Le présent document partage une démarche d’évaluation du bien être auto-rapporté par les travailleuses et travailleurs de la santé et le rapport méthodologique de l’étude « Les effets de la pandémie de la COVID-19 au Québec : une analyse du bien-être des travailleurs de la santé » menée par Maude Laberge et Bile Djedou de l’Université Laval.
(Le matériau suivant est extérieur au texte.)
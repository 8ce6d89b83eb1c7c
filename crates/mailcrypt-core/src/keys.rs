//! Key directory cache and address-to-key matching.
//!
//! The key listing of the external tool is expensive to produce, so it
//! is fetched once and cached until something invalidates it (a miss
//! worth re-checking, or an explicit refresh). Matching an addressee to
//! a key descriptor is plain substring containment over the free-text
//! descriptor lines; the tool remains the authority on key validity.

use mailcrypt_pgp::{Backend, KeyDescriptor};
use tracing::{debug, warn};

/// Normalizes an addressee to angle-bracket `<local@host>` form.
///
/// An address already carrying brackets keeps its bracketed part (a
/// missing closing bracket is repaired). A bare `local@host` is
/// wrapped. A bare local part is completed with the machine's hostname.
#[must_use]
pub fn canonical_address(addr: &str) -> String {
    let addr = addr.trim();
    if let Some(start) = addr.find('<') {
        let rest = &addr[start..];
        return rest.find('>').map_or_else(
            || format!("{rest}>"),
            |end| rest[..=end].to_string(),
        );
    }
    if let Some(token) = addr.split_whitespace().find(|t| t.contains('@')) {
        return format!("<{token}>");
    }
    format!("<{addr}@{}>", hostname())
}

fn hostname() -> String {
    std::env::var("HOSTNAME").unwrap_or_else(|_| "localhost".to_string())
}

/// Whether `key` matches the canonical `<local@host>` form of `person`.
///
/// This is the strict first matching tier, also used on its own by the
/// cheap "do we have any key for this person" check.
#[must_use]
pub fn matches_canonical(key: &KeyDescriptor, person: &str) -> bool {
    let needle = canonical_address(person).to_lowercase();
    key.as_str().to_lowercase().contains(&needle)
}

/// Finds the key for `person` by address containment: the canonical
/// lower-cased `<local@host>` inside the descriptor first, the raw
/// lower-cased address second.
#[must_use]
pub fn match_address<'a>(keys: &'a [KeyDescriptor], person: &str) -> Option<&'a KeyDescriptor> {
    let canonical = canonical_address(person).to_lowercase();
    let raw = person.trim().to_lowercase();

    keys.iter()
        .find(|key| key.as_str().to_lowercase().contains(&canonical))
        .or_else(|| {
            keys.iter()
                .find(|key| key.as_str().to_lowercase().contains(&raw))
        })
}

/// Finds the key for `person`, trying the address tiers of
/// [`match_address`] first and the reverse tier last: the descriptor's
/// user-id text inside the address (catches descriptors that carry a
/// bare name).
#[must_use]
pub fn match_key<'a>(keys: &'a [KeyDescriptor], person: &str) -> Option<&'a KeyDescriptor> {
    let raw = person.trim().to_lowercase();
    match_address(keys, person).or_else(|| keys.iter().find(|key| reverse_match(key, &raw)))
}

/// Tier three: the descriptor's user id appears inside the address.
fn reverse_match(key: &KeyDescriptor, raw_lower: &str) -> bool {
    let uid = key
        .as_str()
        .split_once(char::is_whitespace)
        .map_or("", |(_, rest)| rest)
        .trim()
        .to_lowercase();
    !uid.is_empty() && raw_lower.contains(&uid)
}

/// Lazily populated cache over the tool's public key listing.
#[derive(Debug, Default)]
pub struct KeyDirectory {
    keys: Vec<KeyDescriptor>,
    loaded: bool,
}

impl KeyDirectory {
    /// The cached listing, fetched from the tool on first use.
    ///
    /// A listing failure is logged and treated as an empty directory;
    /// the cache is still marked loaded so one failure does not turn
    /// into a listing run per addressee.
    pub async fn keys(&mut self, backend: &Backend) -> &[KeyDescriptor] {
        if !self.loaded {
            match backend.pub_keys().await {
                Ok(keys) => {
                    debug!(count = keys.len(), "key directory populated");
                    self.keys = keys;
                }
                Err(e) => {
                    warn!(error = %e, "key listing failed, directory left empty");
                    self.keys.clear();
                }
            }
            self.loaded = true;
        }
        &self.keys
    }

    /// Drops the cached listing; the next [`Self::keys`] call re-reads.
    pub fn invalidate(&mut self) {
        self.loaded = false;
    }

    /// Re-reads the listing immediately.
    pub async fn refresh(&mut self, backend: &Backend) -> &[KeyDescriptor] {
        self.invalidate();
        self.keys(backend).await
    }
}

#[cfg(test)]
#[allow(
    clippy::unwrap_used,
    clippy::redundant_clone,
    clippy::manual_string_new,
    clippy::needless_collect,
    clippy::unreadable_literal,
    clippy::used_underscore_items,
    clippy::similar_names
)]
mod tests {
    use super::*;

    fn keys() -> Vec<KeyDescriptor> {
        vec![
            KeyDescriptor::new("AB12CD34 Alice Example <alice@example.com>"),
            KeyDescriptor::new("EF56AB78 Bob <bob@example.com>"),
            KeyDescriptor::new("99EE88FF Carol"),
        ]
    }

    #[test]
    fn canonical_address_forms() {
        assert_eq!(
            canonical_address("Alice <Alice@Example.com>"),
            "<Alice@Example.com>"
        );
        assert_eq!(canonical_address("bob@example.com"), "<bob@example.com>");
        assert_eq!(
            canonical_address("Bob Example bob@example.com"),
            "<bob@example.com>"
        );
        // A truncated bracket is repaired.
        assert_eq!(canonical_address("x <a@b.c"), "<a@b.c>");
    }

    #[test]
    fn bare_local_part_gets_a_hostname() {
        let canonical = canonical_address("carol");
        assert!(canonical.starts_with("<carol@"));
        assert!(canonical.ends_with('>'));
    }

    #[test]
    fn canonical_tier_wins_over_looser_tiers() {
        let keys = keys();
        let found = match_key(&keys, "alice@example.com").unwrap();
        assert_eq!(found.key_id(), "AB12CD34");
        // A person whose address appears bracketed in one descriptor and
        // whose name appears in another must resolve to the bracketed one.
        let list = vec![
            KeyDescriptor::new("99EE88FF bob"),
            KeyDescriptor::new("EF56AB78 Bob <bob@example.com>"),
        ];
        let found = match_key(&list, "bob <bob@example.com>").unwrap();
        assert_eq!(found.key_id(), "EF56AB78");
    }

    #[test]
    fn raw_containment_is_second() {
        // No angle brackets in the descriptor for this person, but the
        // raw name appears verbatim.
        let list = vec![KeyDescriptor::new("11223344 dave (work key)")];
        assert_eq!(match_key(&list, "dave").unwrap().key_id(), "11223344");
    }

    #[test]
    fn reverse_containment_catches_bare_name_descriptors() {
        // Neither "<carol@elsewhere.org>" nor the raw address appear in
        // any descriptor, but the Carol descriptor's uid appears in the
        // address.
        let keys = keys();
        let found = match_key(&keys, "carol <carol@elsewhere.org>");
        assert_eq!(found.unwrap().key_id(), "99EE88FF");
    }

    #[test]
    fn matching_is_case_insensitive() {
        let keys = keys();
        let found = match_key(&keys, "BOB@EXAMPLE.COM").unwrap();
        assert_eq!(found.key_id(), "EF56AB78");
        assert!(matches_canonical(&keys[1], "Bob <BOB@example.com>"));
    }

    #[test]
    fn unknown_person_matches_nothing() {
        assert!(match_key(&keys(), "nobody@nowhere.invalid").is_none());
    }
}
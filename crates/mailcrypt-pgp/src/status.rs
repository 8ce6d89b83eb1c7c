//! Normalized outcome of one tool invocation.
//!
//! The external tools report conditions through a mix of exit codes,
//! human-readable diagnostics and (for GnuPG) machine status lines. Each
//! adapter folds that into a [`Status`], a set of independently combinable
//! condition flags. Several flags may be set at once: `bad_keys` together
//! with `error` describes a decision point for the caller, not a terminal
//! failure.

/// Condition flags produced by one invocation of the external tool.
#[derive(Debug, Clone, Copy, Default, PartialEq, Eq)]
pub struct Status {
    /// The tool could not be run at all (spawn failure, timeout, broken pipe).
    pub run_err: bool,
    /// The operation failed; diagnostics explain why.
    pub error: bool,
    /// The supplied passphrase was rejected. Callers retry only on this.
    pub bad_phrase: bool,
    /// A recipient key is expired, revoked or not trusted.
    pub bad_keys: bool,
    /// An addressee has no key at all.
    pub missing_key: bool,
    /// No usable secret key is available for decryption.
    pub no_sec_key: bool,
    /// Signing failed while the rest of the operation may have succeeded.
    pub err_signing: bool,
}

impl Status {
    /// Outcome with no condition flags set.
    pub const OK: Self = Self {
        run_err: false,
        error: false,
        bad_phrase: false,
        bad_keys: false,
        missing_key: false,
        no_sec_key: false,
        err_signing: false,
    };

    /// Returns true when neither `error` nor `run_err` is set.
    #[must_use]
    pub const fn is_ok(self) -> bool {
        !self.error && !self.run_err
    }

    /// Returns an outcome for a failed tool run.
    #[must_use]
    pub const fn run_failed() -> Self {
        Self {
            run_err: true,
            error: true,
            ..Self::OK
        }
    }

}

#[cfg(test)]
#[allow(
    clippy::unwrap_used,
    clippy::redundant_clone,
    clippy::manual_string_new,
    clippy::needless_collect,
    clippy::unreadable_literal,
    clippy::used_underscore_items,
    clippy::similar_names
)]
mod tests {
    use super::*;

    #[test]
    fn ok_has_no_flags() {
        assert!(Status::OK.is_ok());
        assert!(!Status::OK.bad_phrase);
    }

    #[test]
    fn failed_run_is_not_ok() {
        let status = Status::run_failed();
        assert!(!status.is_ok());
        assert!(status.run_err);
        assert!(status.error);
    }

    #[test]
    fn decision_point_is_representable() {
        // bad_keys + error together describe a retryable decision,
        // not a terminal failure.
        let status = Status {
            bad_keys: true,
            error: true,
            ..Status::OK
        };
        assert!(!status.is_ok());
        assert!(status.bad_keys);
        assert!(!status.bad_phrase);
    }
}
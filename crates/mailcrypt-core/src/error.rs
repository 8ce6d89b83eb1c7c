//! Error types for the session layer.

use std::path::PathBuf;

/// Convenient result alias for this crate.
pub type Result<T> = std::result::Result<T, Error>;

/// Errors surfaced by the session layer.
///
/// Recoverable operation conditions (bad passphrase, untrusted keys,
/// missing keys) are not errors; they travel as status flags and are
/// resolved interactively. This enum covers the genuinely fallible
/// plumbing around them.
#[derive(Debug, thiserror::Error)]
pub enum Error {
    /// Tool invocation failed below the session layer.
    #[error(transparent)]
    Pgp(#[from] mailcrypt_pgp::Error),

    /// Filesystem trouble while reading or writing the configuration.
    #[error("config file {path}: {source}")]
    ConfigIo {
        /// The file involved.
        path: PathBuf,
        /// Underlying I/O error.
        #[source]
        source: std::io::Error,
    },

    /// The configuration file exists but does not parse.
    #[error("config file {path} is malformed: {source}")]
    ConfigFormat {
        /// The file involved.
        path: PathBuf,
        /// Underlying serde error.
        #[source]
        source: serde_json::Error,
    },

    /// No per-user configuration directory could be determined.
    #[error("no configuration directory available on this system")]
    NoConfigDir,
}
// ==========================================
// 装配车间生产跟踪系统 - 生产分组引擎
// ==========================================
// 职责: 扁平工单集合 → 按订单/子件分层的进度视图
// 输入: 任意订单混合的工单列表
// 输出: 订单进度视图 (子件分组 + 总装工单 + 步数统计)
// ==========================================
// 红线: 总装工单按角色标记识别,不按工序名称匹配
// 注: 当前工序扫描遵循子件首次出现顺序,非全局优先级
// ==========================================

mod core;
mod view;


pub use self::core::GroupingEngine;
pub use self::view::{ChildPartProgress, OrderProductionView};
Cette étude souligne l’importance de soutenir les travailleuses et travailleurs de la santé non seulement en tant qu’individus, mais aussi en tant que piliers du système de santé. Les résultats appellent à une action concertée pour aborder les défis identifiés, impliquant des améliorations dans les conditions de travail, des initiatives de soutien psychologique, et des politiques de santé publique adaptées particulières en contexte de pandémie. Répondre aux besoins des travailleuses et travailleurs de la santé, c’est non seulement améliorer leur bien-être, mais aussi renforcer la résilience du système de santé face aux crises futures et améliorer la qualité des soins prodigués aux patientes et patients. Dans une démarche de structuration d’évaluation du bien être auto-rapporté des travailleurs de la santé et basé sur la présente étude, voici quelques suggestions.
La démarche
Dans ce projet, le cadre conceptuel développé par Brigham et al., (2018) et adopté par le National Academy of Medicine (NAM) a été utilisé. Il porte sur les facteurs affectant le bien-être des travailleurs de la santé représentant une diversité de milieux de soins et de types de travailleurs de la santé.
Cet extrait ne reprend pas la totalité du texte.